Validation Use Cases

The MU Scenario profits from the GENASIS and SVOD web portals, which collect the desired data. We focused on these two portals as representatives, but there will also be other resources from outside. For the validation of TaToo tools we have proposed in the MU Scenario eight use cases (UC):

  • UC1: Discover resources with existing tools - SVOD and GENASIS users will be provided with the possibility to indirectly use the TaToo functionality for discovering similar resources based on analysed objects in SVOD/GENASIS web portals. The TaToo discovery could be started from within the web analysis tools. The relevant information needed for the search would be already entered via the web interface during the analysis and can be submitted to the TaToo framework.
  • UC2: Generic discovery - the goal of this use case is to deliver improvements regarding result relevance compared to conventional search engine results. The relevance of the resources to the search criteria should be improved so that the user receives more potential interesting search results. This circumstance hopefully leads to a reduction in the tedious effort of scanning the search results for matching entries.

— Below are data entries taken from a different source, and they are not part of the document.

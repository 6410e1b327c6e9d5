use std::sync::Mutex;

use crate::media::{
    decoder::{Decoder, DecoderRegistry},
    error::{PipeError, Result},
    sink::Sink,
    types::{AlertLevel, FrameFormat, OutputLayout, RawFrame},
};

/// Live decoder binding: strategy state plus the derived delivery size.
/// Exactly zero or one of these exists at a time; `generation` ties pending
/// updates to the binding whose decode produced them.
struct Binding {
    decoder: Box<dyn Decoder>,
    tex_size: usize,
    generation: u64,
}

/// Format domain: declared format, reconfigure latch and the decoder
/// binding. Held across the whole reconfiguration sequence and across
/// buffer retrieval + delivery, so a reconfigure can never swap the decoder
/// out from under a delivery in progress.
struct FormatState {
    format: Option<FrameFormat>,
    reconfigure: bool,
    binding: Option<Binding>,
    generation: u64,
    closed: bool,
}

/// Data domain: the single-slot pending-update flag plus the generation of
/// the binding that decoded it. Serializes the decode call against flush's
/// clear-and-check step.
struct DataState {
    frame_update: bool,
    generation: u64,
}

/// Frame-consumption pipeline: accepts raw captured frames on one thread,
/// flushes the latest decoded buffer to a sink on another.
///
/// There is no frame queue. A frame accepted before the previous one was
/// flushed supersedes it; the pipeline favors latest-frame delivery over
/// completeness.
pub struct Pipe {
    registry: DecoderRegistry,
    format: Mutex<FormatState>,
    sync: Mutex<DataState>,
}

impl Pipe {
    pub fn new(registry: DecoderRegistry) -> Self {
        Self {
            registry,
            format: Mutex::new(FormatState {
                format: None,
                reconfigure: false,
                binding: None,
                generation: 0,
                closed: false,
            }),
            sync: Mutex::new(DataState {
                frame_update: false,
                generation: 0,
            }),
        }
    }

    /// Surface setup hook for the display collaborator. Nothing to do for a
    /// byte-stream sink.
    pub fn initialize(&self) -> Result<()> {
        Ok(())
    }

    /// Tears down the active decoder binding and marks the pipeline
    /// unusable. Safe to call repeatedly, configured or not.
    pub fn deinitialize(&self) {
        let mut fs = self.format.lock().unwrap();
        // dropping the binding releases the strategy state exactly once
        fs.binding = None;
        fs.format = None;
        fs.reconfigure = false;
        fs.closed = true;
        drop(fs);

        self.sync.lock().unwrap().frame_update = false;
    }

    /// Accepts one captured frame.
    ///
    /// A frame whose declared format differs from the stored one only
    /// records the change and sets the reconfigure latch; it is dropped,
    /// not decoded, since decoding it needs the new decoder to exist first.
    /// Frames arriving while a reconfigure is pending are dropped too.
    pub fn accept_frame(&self, format: &FrameFormat, raw: &[u8]) -> Result<()> {
        {
            let mut fs = self.format.lock().unwrap();
            if fs.closed {
                return Err(PipeError::InvalidState);
            }
            if fs.reconfigure {
                // a reconfigure may sit unresolved across many frames when
                // it keeps failing; keep the stored format current so the
                // next attempt negotiates the latest declaration
                if fs.format.as_ref() != Some(format) {
                    fs.format = Some(format.clone());
                }
                return Ok(());
            }
            if fs.binding.is_none() || fs.format.as_ref() != Some(format) {
                fs.format = Some(format.clone());
                fs.reconfigure = true;
                return Ok(());
            }
        }

        // lock order: data before format, matching the decode path below
        let mut ds = self.sync.lock().unwrap();
        let mut fs = self.format.lock().unwrap();
        let binding = fs.binding.as_mut().ok_or(PipeError::InvalidState)?;
        binding.decoder.decode(raw, format.pitch as usize)?;
        ds.frame_update = true;
        ds.generation = binding.generation;
        Ok(())
    }

    /// Convenience entry point for the capture collaborator.
    pub fn on_frame_event(&self, frame: &RawFrame) -> Result<()> {
        self.accept_frame(&frame.format, &frame.data)
    }

    /// Flushes the pending decoded buffer, if any, to the sink.
    ///
    /// Runs the lazy reconfiguration first when the latch is set; a failed
    /// reconfiguration is logged and reported as success, leaving the latch
    /// set so the next flush retries (known busy-retry behavior). A pending
    /// update decoded by a binding that a reconfigure has since torn down
    /// is discarded, never delivered.
    pub fn flush(&self, sink: &mut dyn Sink) -> Result<()> {
        match self.configure() {
            Ok(()) => {}
            Err(PipeError::InvalidState) => return Err(PipeError::InvalidState),
            Err(e) => {
                log::error!("decoder reconfiguration failed: {}", e);
                return Ok(());
            }
        }

        let pending_generation = {
            let mut ds = self.sync.lock().unwrap();
            if !ds.frame_update {
                return Ok(());
            }
            ds.frame_update = false;
            ds.generation
        };

        let fs = self.format.lock().unwrap();
        let binding = fs.binding.as_ref().ok_or(PipeError::InvalidState)?;
        if binding.generation != pending_generation {
            // the pending buffer belonged to a binding torn down by a
            // reconfigure since; it is superseded, not an error
            return Ok(());
        }
        let data = binding.decoder.buffer()?;
        let data = data.get(..binding.tex_size).ok_or(PipeError::NotReady)?;
        sink.deliver(data)?;
        Ok(())
    }

    /// Rebuilds the decoder binding if the reconfigure latch is set.
    ///
    /// Any failure leaves the pipeline unconfigured with the latch still
    /// set; the latch is cleared only on success.
    fn configure(&self) -> Result<()> {
        let mut fs = self.format.lock().unwrap();
        if fs.closed {
            return Err(PipeError::InvalidState);
        }
        if !fs.reconfigure {
            return Ok(());
        }

        // tear down the previous binding before building the new one
        fs.binding = None;

        let format = fs.format.clone().ok_or(PipeError::InvalidState)?;
        let mut decoder = self.registry.create(format.encoding)?;
        decoder.initialize(&format)?;

        // every layout the enum can name is deliverable as raw bytes; the
        // exhaustive match keeps this honest when a layout is added
        match decoder.output_layout() {
            OutputLayout::PackedBgra | OutputLayout::PlanarYuv420 => {}
        }

        let tex_size = format.height as usize * decoder.frame_pitch();
        log::info!(
            "using decoder: {} ({} {}x{}, {} bytes/frame)",
            decoder.name(),
            format.encoding,
            format.width,
            format.height,
            tex_size
        );

        fs.generation += 1;
        fs.binding = Some(Binding {
            decoder,
            tex_size,
            generation: fs.generation,
        });
        fs.reconfigure = false;
        Ok(())
    }

    // ------------------------------------------------------------------------
    // Pass-through notifications from the capture collaborator
    // ------------------------------------------------------------------------

    pub fn on_resize(&self, width: u32, height: u32) {
        log::info!("new render window size: {}x{}", width, height);
    }

    pub fn on_mouse_shape(
        &self,
        _width: u32,
        _height: u32,
        _pitch: u32,
        _data: &[u8],
    ) -> Result<()> {
        Ok(())
    }

    pub fn on_mouse_event(&self, _visible: bool, _x: i32, _y: i32) -> Result<()> {
        Ok(())
    }

    pub fn on_alert(&self, level: AlertLevel, message: &str) {
        match level {
            AlertLevel::Info | AlertLevel::Success => log::info!("alert: {}", message),
            AlertLevel::Warning => log::warn!("alert: {}", message),
            AlertLevel::Error => log::error!("alert: {}", message),
        }
    }
}

#[cfg(test)]
#[path = "pipe_test.rs"]
mod pipe_test;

  • UC3 + UC4: Persistent Organic Pollutant Resource Discovery and Oncological resource discovery. UC3 and UC4 bring extended domain specific search. The user is interested in the discovery of cancer/POPs related resources and has possibility to use extended search criteria (measurement methods, measured compounds, cancer incidences and mortality rates, etc.) to better specify desired domain specific resources. Domain experts are also allowed to enrich the resources by using TaToo tools.
  • UC5: Define resource uncertainty - domain experts are allowed to define certain quality criteria (annotations) for resources. This use case should allow domain experts to define certain quality criteria for resources like the reputation of the publishing institute, the measurement methods, used norms and standards etc. The user should have the possibility to assess the different criteria with a value.

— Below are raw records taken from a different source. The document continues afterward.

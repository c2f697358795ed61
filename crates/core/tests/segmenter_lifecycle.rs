//! Segmenter lifecycle integration tests.
//!
//! These tests run the segmenter against small shell scripts standing in for
//! ffmpeg:
//! - Segment delivery order and channel close
//! - Failure reported through the final state, not the segment stream
//! - Diagnostic lines forwarded to the sink, including non-UTF-8 ones
//! - Cancellation tearing down the whole process tree

#![cfg(unix)]

use std::future::Future;
use std::os::unix::fs::PermissionsExt;
use std::path::{Path, PathBuf};
use std::sync::Arc;
use std::time::Duration;

use futures::StreamExt;
use tempfile::TempDir;
use tokio::time::timeout;
use tokio_util::sync::CancellationToken;

use hlsvod_core::testing::{CollectingSink, MockProber};
use hlsvod_core::transcode::{
    transcode_segments, EncoderConfig, FfmpegSegmenter, PixelFormat, SegmentStream,
    TranscodeConfig, TranscodeError, TranscodeState, Transcoder, VideoProfile,
};

const GRACE: Duration = Duration::from_secs(10);

/// ETXTBSY: a script written moments ago can still be open in a process
/// another test thread is forking.
const TEXT_FILE_BUSY: i32 = 26;

/// Starts a transcode, retrying while the fake encoder is busy.
async fn start<F, Fut>(mut start: F) -> SegmentStream
where
    F: FnMut() -> Fut,
    Fut: Future<Output = Result<SegmentStream, TranscodeError>>,
{
    for _ in 0..50 {
        match start().await {
            Err(TranscodeError::Spawn { source, .. })
                if source.raw_os_error() == Some(TEXT_FILE_BUSY) =>
            {
                tokio::time::sleep(Duration::from_millis(20)).await;
            }
            result => return result.expect("Failed to start transcode"),
        }
    }
    panic!("fake encoder stayed busy");
}

/// Test helper holding a scratch directory with a fake encoder in it.
struct TestHarness {
    dir: TempDir,
}

impl TestHarness {
    fn new() -> Self {
        Self {
            dir: TempDir::new().expect("Failed to create temp dir"),
        }
    }

    /// Writes an executable shell script and returns its path.
    fn encoder(&self, name: &str, body: &str) -> PathBuf {
        let path = self.dir.path().join(name);
        std::fs::write(&path, format!("#!/bin/sh\n{}\n", body)).expect("Failed to write script");
        let mut perms = std::fs::metadata(&path).unwrap().permissions();
        perms.set_mode(0o755);
        std::fs::set_permissions(&path, perms).unwrap();
        path
    }

    fn output_dir(&self) -> &Path {
        self.dir.path()
    }

    fn config(&self, times: Vec<f64>) -> TranscodeConfig {
        TranscodeConfig::new("/media/in.mkv", self.output_dir(), "seg", times)
    }
}

#[tokio::test]
async fn test_segments_delivered_in_order() {
    let harness = TestHarness::new();
    let encoder = harness.encoder(
        "ffmpeg",
        r#"echo seg-00000.ts
echo seg-00001.ts
echo seg-00002.ts"#,
    );

    let segments = start(|| {
        transcode_segments(
            CancellationToken::new(),
            &encoder,
            harness.config(vec![0.0, 2.0, 4.0, 6.0]),
        )
    })
    .await;

    let (segments, state) = timeout(GRACE, segments.collect_all()).await.unwrap();

    let names: Vec<_> = segments.iter().map(|s| s.file_name.as_str()).collect();
    assert_eq!(names, vec!["seg-00000.ts", "seg-00001.ts", "seg-00002.ts"]);
    assert_eq!(segments[2].path, harness.output_dir().join("seg-00002.ts"));
    assert_eq!(segments[1].index(), Some(1));
    assert_eq!(state, TranscodeState::Completed);
}

#[tokio::test]
async fn test_encoder_receives_built_arguments() {
    let harness = TestHarness::new();
    let args_file = harness.output_dir().join("args.txt");
    let encoder = harness.encoder(
        "ffmpeg",
        &format!(r#"for a in "$@"; do echo "$a" >> "{}"; done"#, args_file.display()),
    );

    let segments = start(|| {
        transcode_segments(
            CancellationToken::new(),
            &encoder,
            harness.config(vec![0.0, 2.0, 4.0, 6.0]).with_offset(5),
        )
    })
    .await;
    let (_, state) = timeout(GRACE, segments.collect_all()).await.unwrap();
    assert!(state.is_success());

    let args = std::fs::read_to_string(&args_file).unwrap();
    let args: Vec<&str> = args.lines().collect();
    assert!(!args.contains(&"-ss"));
    assert!(args.windows(2).any(|w| w == ["-to", "6.000000"]));
    assert!(args
        .windows(2)
        .any(|w| w == ["-force_key_frames", "2.000000,4.000000,6.000000"]));
    assert!(args
        .windows(2)
        .any(|w| w == ["-segment_times", "2.000000,4.000000,6.000000"]));
    assert!(args.windows(2).any(|w| w == ["-segment_start_number", "5"]));
    assert_eq!(
        args.last().copied(),
        Some(harness.output_dir().join("seg-%05d.ts").to_str().unwrap())
    );
}

#[tokio::test]
async fn test_failure_reported_through_state() {
    let harness = TestHarness::new();
    let encoder = harness.encoder(
        "ffmpeg",
        r#"echo seg-00000.ts
echo "Conversion failed!" >&2
exit 3"#,
    );
    let sink = Arc::new(CollectingSink::new());

    let segmenter =
        FfmpegSegmenter::new(EncoderConfig::with_ffmpeg(&encoder)).with_sink(sink.clone());
    let segments =
        start(|| segmenter.transcode(CancellationToken::new(), harness.config(vec![0.0, 2.0]))).await;

    let (segments, state) = timeout(GRACE, segments.collect_all()).await.unwrap();

    // Already-delivered segments are untouched by the failure
    assert_eq!(segments.len(), 1);
    assert_eq!(segments[0].file_name, "seg-00000.ts");
    assert_eq!(state, TranscodeState::Failed { code: Some(3) });
    assert_eq!(sink.lines(), vec!["Conversion failed!".to_string()]);
}

#[tokio::test]
async fn test_diagnostics_do_not_mix_with_segments() {
    let harness = TestHarness::new();
    let encoder = harness.encoder(
        "ffmpeg",
        r#"echo "warning one" >&2
echo seg-00000.ts

echo "warning two" >&2
echo seg-00001.ts"#,
    );
    let sink = Arc::new(CollectingSink::new());

    let segmenter =
        FfmpegSegmenter::new(EncoderConfig::with_ffmpeg(&encoder)).with_sink(sink.clone());
    let segments =
        start(|| segmenter.transcode(CancellationToken::new(), harness.config(vec![0.0, 2.0, 4.0]))).await;

    // Consume through the Stream impl
    let names: Vec<String> = timeout(GRACE, segments.map(|s| s.file_name).collect())
        .await
        .unwrap();

    assert_eq!(names, vec!["seg-00000.ts", "seg-00001.ts"]);
    assert_eq!(sink.lines(), vec!["warning one", "warning two"]);
}

#[tokio::test]
async fn test_non_utf8_diagnostics_keep_stderr_draining() {
    let harness = TestHarness::new();
    // Enough stderr after the bad line to fill the pipe if nobody reads it
    let encoder = harness.encoder(
        "ffmpeg",
        r#"printf 'title: \377\376 latin1\n' >&2
i=0
while [ $i -lt 4000 ]; do
  echo "frame=$i fps=25.0 q=28.0 size=N/A" >&2
  i=$((i+1))
done
echo seg-00000.ts"#,
    );
    let sink = Arc::new(CollectingSink::new());

    let segmenter =
        FfmpegSegmenter::new(EncoderConfig::with_ffmpeg(&encoder)).with_sink(sink.clone());
    let segments =
        start(|| segmenter.transcode(CancellationToken::new(), harness.config(vec![0.0, 2.0]))).await;

    let (segments, state) = timeout(GRACE, segments.collect_all()).await.unwrap();

    assert_eq!(segments.len(), 1);
    assert_eq!(segments[0].file_name, "seg-00000.ts");
    assert_eq!(state, TranscodeState::Completed);

    let lines = sink.lines();
    assert_eq!(lines.len(), 4001);
    assert_eq!(lines[0], "title: \u{fffd}\u{fffd} latin1");
    assert_eq!(lines[4000], "frame=3999 fps=25.0 q=28.0 size=N/A");
}

#[tokio::test]
async fn test_small_buffer_does_not_lose_segments() {
    let harness = TestHarness::new();
    let encoder = harness.encoder(
        "ffmpeg",
        r#"i=0
while [ $i -lt 50 ]; do
  printf 'seg-%05d.ts\n' $i
  i=$((i+1))
done"#,
    );

    let segmenter = FfmpegSegmenter::new(EncoderConfig::with_ffmpeg(&encoder).with_segment_buffer(1));
    let mut segments =
        start(|| segmenter.transcode(CancellationToken::new(), harness.config(vec![0.0, 2.0]))).await;

    let mut indexes = Vec::new();
    while let Some(segment) = timeout(GRACE, segments.next_segment()).await.unwrap() {
        // Slow consumer
        tokio::time::sleep(Duration::from_millis(1)).await;
        indexes.push(segment.index().unwrap());
    }

    assert_eq!(indexes, (0..50).collect::<Vec<u32>>());
    assert_eq!(segments.finished().await, TranscodeState::Completed);
}

#[tokio::test]
async fn test_cancel_kills_whole_tree() {
    let harness = TestHarness::new();
    // The background sleep inherits stdout, so the stream can only end once
    // the grandchild is dead too.
    let encoder = harness.encoder(
        "ffmpeg",
        r#"sleep 300 &
echo seg-00000.ts
wait"#,
    );

    let cancel = CancellationToken::new();
    let mut segments = start(|| {
        transcode_segments(cancel.clone(), &encoder, harness.config(vec![0.0, 2.0]))
    })
    .await;

    let first = timeout(GRACE, segments.next_segment()).await.unwrap();
    assert_eq!(first.unwrap().file_name, "seg-00000.ts");
    assert_eq!(segments.state(), TranscodeState::Running);

    cancel.cancel();

    let rest = timeout(GRACE, async {
        let mut rest = Vec::new();
        while let Some(segment) = segments.next_segment().await {
            rest.push(segment);
        }
        rest
    })
    .await
    .expect("segment stream did not close after cancellation");

    assert!(rest.is_empty());
    assert_eq!(segments.finished().await, TranscodeState::Killed);
    assert!(segments.process_group().was_killed());

    // A second kill is a no-op
    assert!(segments.process_group().kill().is_ok());
}

#[tokio::test]
async fn test_stream_cancel_leaves_parent_token() {
    let harness = TestHarness::new();
    let encoder = harness.encoder("ffmpeg", "exec sleep 300");

    let parent = CancellationToken::new();
    let mut segments = start(|| {
        transcode_segments(parent.clone(), &encoder, harness.config(vec![0.0, 2.0]))
    })
    .await;

    segments.cancel();

    assert_eq!(
        timeout(GRACE, segments.finished()).await.unwrap(),
        TranscodeState::Killed
    );
    assert!(!parent.is_cancelled());
}

#[tokio::test]
async fn test_natural_exit_sweeps_leftover_children() {
    let harness = TestHarness::new();
    // The encoder exits but leaves a child holding stdout open.
    let encoder = harness.encoder(
        "ffmpeg",
        r#"sleep 300 &
echo seg-00000.ts"#,
    );

    let segments = start(|| {
        transcode_segments(
            CancellationToken::new(),
            &encoder,
            harness.config(vec![0.0, 2.0]),
        )
    })
    .await;

    let (segments, state) = timeout(GRACE, segments.collect_all())
        .await
        .expect("leftover child kept the stream open");

    assert_eq!(segments.len(), 1);
    assert_eq!(state, TranscodeState::Completed);
}

#[tokio::test]
async fn test_probe_selects_high422_profile() {
    let harness = TestHarness::new();
    let args_file = harness.output_dir().join("args.txt");
    let encoder = harness.encoder(
        "ffmpeg",
        &format!(r#"for a in "$@"; do echo "$a" >> "{}"; done"#, args_file.display()),
    );

    let prober = Arc::new(MockProber::new());
    prober.set_pixel_format(PixelFormat::new("yuv422p")).await;

    let segmenter = FfmpegSegmenter::new(EncoderConfig::with_ffmpeg(&encoder))
        .with_prober(prober.clone());
    let config = harness
        .config(vec![0.0, 2.0])
        .with_video(VideoProfile::new(1920, 1080, 6000));

    let segments = start(|| segmenter.transcode(CancellationToken::new(), config.clone())).await;
    let (_, state) = timeout(GRACE, segments.collect_all()).await.unwrap();
    assert!(state.is_success());

    let args = std::fs::read_to_string(&args_file).unwrap();
    let args: Vec<&str> = args.lines().collect();
    assert!(args.windows(2).any(|w| w == ["-profile:v", "high422"]));
    assert!(args.windows(2).any(|w| w == ["-vf", "scale=-2:1080"]));
    assert_eq!(prober.probed_paths().await, vec![PathBuf::from("/media/in.mkv")]);
}

#[tokio::test]
async fn test_missing_prober_falls_back_to_default_profile() {
    let harness = TestHarness::new();
    let args_file = harness.output_dir().join("args.txt");
    let encoder = harness.encoder(
        "ffmpeg",
        &format!(r#"for a in "$@"; do echo "$a" >> "{}"; done"#, args_file.display()),
    );

    let segmenter = FfmpegSegmenter::new(
        EncoderConfig::with_ffmpeg(&encoder).with_ffprobe("/nonexistent/ffprobe"),
    );
    let config = harness
        .config(vec![0.0, 2.0])
        .with_video(VideoProfile::new(1280, 720, 3000));

    let segments = start(|| segmenter.transcode(CancellationToken::new(), config.clone())).await;
    let (_, state) = timeout(GRACE, segments.collect_all()).await.unwrap();
    assert!(state.is_success());

    let args = std::fs::read_to_string(&args_file).unwrap();
    assert!(args.lines().collect::<Vec<_>>().windows(2).any(|w| w == ["-profile:v", "high"]));
}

  • UC6: Compare resources - enables users to compare found resources on the fly after the discovery. This use case should be helpful in finding the connections between different resources either in the same domain or in different domains.
  • UC7: Find similar resources. UC7 brings the functionality to search for similar resources based on interesting resource already found. If the user finds a resource that matches his needs a new search is started based on a current resource. The found resources should have a high probability to match the template resource used for the search.
  • UC8: Find related resources. The last use case provides with searching for related resources in other knowledge domains based on an already found resource. For example the user wants to find pollutant monitoring data for a specific time range and geospatial region, based on the values of a discovered cancer analysis. The geospatial extend and temporal extend from the cancer analysis will be used to perform a new search. The user only has to provide and specify the domain of interest in which new resources should be discovered.